Andrew:Montreal is a fantastic place to build a startup. We have only been here 2 months, and are loving it. Here’s the run down…

The pros:

  • Supportive community: Someone described Montreal to me as a large village. Everyone treats you like a neighbor. The tech community has been very helpful to our team as the new guys in town. I love the ‘team supports the team’ attitude. Super connectors like Ben Yoskovitz, Sylvain Carle, Alain Gaeremynck and Vinh make it easy for new teams to settle in and ramp up.
  • Government subsidies: Incredible SRED credits. Why aren’t more startups moving to Montreal for this point alone?
  • Lower costs: Rent and salaries are lower in Montreal than in most major North American cities, which helps keep the burn low when there is little to no cash in the bank account.
  • Growing resources: The local VC and angel community is extremely vibrant, and doing an amazing job at making resources available to early stage startups (e.g., Notman House, FounderFuel). The Toronto startup community needs a VC champion like Real Ventures (I used to live in Toronto, so I’m allowed to say it).

The cons:

  • Developer shortage: It is tough to hire developers everywhere right now. To make matters worse in Montreal, the startup community is growing fast (high demand) and there is a relatively short history of startups in the city. The result is a shortage of developers with startup experience.
  • Brain drain: Some of Montreal’s best talent has been pulled away by opportunities in other cities. We recently lost Noah Bloom, Dan McGrady and Yannick Gingras, developers and entrepreneurs that any Montreal startup would love to have on their team. Come home, guys!

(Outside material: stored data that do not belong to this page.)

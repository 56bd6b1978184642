//! Logical messages exchanged with secondary screens.
//!
//! [`ProxyMessage`] is the serializable form of every call the orchestrator
//! makes on a remote endpoint; [`ClientReport`] is everything a secondary sends
//! back.  How these are framed on the wire is the transport's business.

use serde::{Deserialize, Serialize};

use crate::domain::clipboard::{ClipboardData, ClipboardId};
use crate::domain::geometry::ScreenShape;
use crate::domain::input::{ButtonId, KeyButton, KeyId, ModifierMask, OptionsList};

/// Server → secondary.  One variant per endpoint call.
#[derive(Debug, Clone, PartialEq, Eq, Serialize, Deserialize)]
pub enum ProxyMessage {
    /// Focus arrives: place the cursor and adopt the toggle state.
    Enter {
        x: i32,
        y: i32,
        seq: u32,
        mask: ModifierMask,
        for_screensaver: bool,
    },
    /// Focus departs.
    Leave,
    /// Full clipboard contents for buffer `id`.
    SetClipboard {
        id: ClipboardId,
        seq: u32,
        data: ClipboardData,
    },
    /// Another screen took ownership of buffer `id`.
    GrabClipboard { id: ClipboardId, seq: u32 },
    KeyDown {
        key: KeyId,
        mask: ModifierMask,
        button: KeyButton,
    },
    KeyRepeat {
        key: KeyId,
        mask: ModifierMask,
        count: u32,
        button: KeyButton,
    },
    KeyUp {
        key: KeyId,
        mask: ModifierMask,
        button: KeyButton,
    },
    MouseDown { button: ButtonId },
    MouseUp { button: ButtonId },
    /// Absolute position in the secondary's own coordinates.
    MouseMove { x: i32, y: i32 },
    MouseWheel { x_delta: i32, y_delta: i32 },
    Screensaver { activate: bool },
    ResetOptions,
    SetOptions { options: OptionsList },
}

/// Screen geometry and cursor position reported by a secondary.
#[derive(Debug, Clone, Copy, PartialEq, Eq, Serialize, Deserialize)]
pub struct ScreenInfo {
    pub shape: ScreenShape,
    pub cursor: (i32, i32),
}

/// Secondary → server.
#[derive(Debug, Clone, PartialEq, Eq, Serialize, Deserialize)]
pub enum ClientReport {
    /// The secondary applied the `Enter` tagged `seq`.
    EnterAck { seq: u32 },
    /// Shape or cursor changed.
    Info(ScreenInfo),
    /// The local user copied something; `seq` is the enter sequence number
    /// the secondary was last entered with.
    GrabClipboard { id: ClipboardId, seq: u32 },
    /// Contents of a buffer this secondary owns.
    ClipboardData {
        id: ClipboardId,
        seq: u32,
        data: ClipboardData,
    },
    /// The secondary wants the current contents of a buffer it does not own.
    ClipboardRequest { id: ClipboardId },
}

I think that if Montreal does a better job at promoting the pros, we would solve the cons. Maybe we should make a video pitching ‘why Montreal’ to entrepreneurs and developers across Canada, the US and beyond. If you think that’s a good idea, contact me and maybe we can do something about it (andrew at urbanorca dot com, @andrewsider).

Jeff: What are you up to when you’re not working?

AndreW: My favourite thing to do is meet new people. I try to meet a few each day. People energize me. Lately, I hang out with a lot of startup folks. I guess I relate with them best (it’s kind of like therapy). Nothing pumps me up more than talking about new ideas with determined people. If you are part of the startup community and we haven’t met, drop me a line and I’ll have you over to our house for your drink of choice. We have a mean espresso machine. Scotch is also a house favourite.
Two of my other hobbies are adventure travel (favourite places include North Korea, Saudi Arabia, Yemen, Sri Lanka) and scuba diving.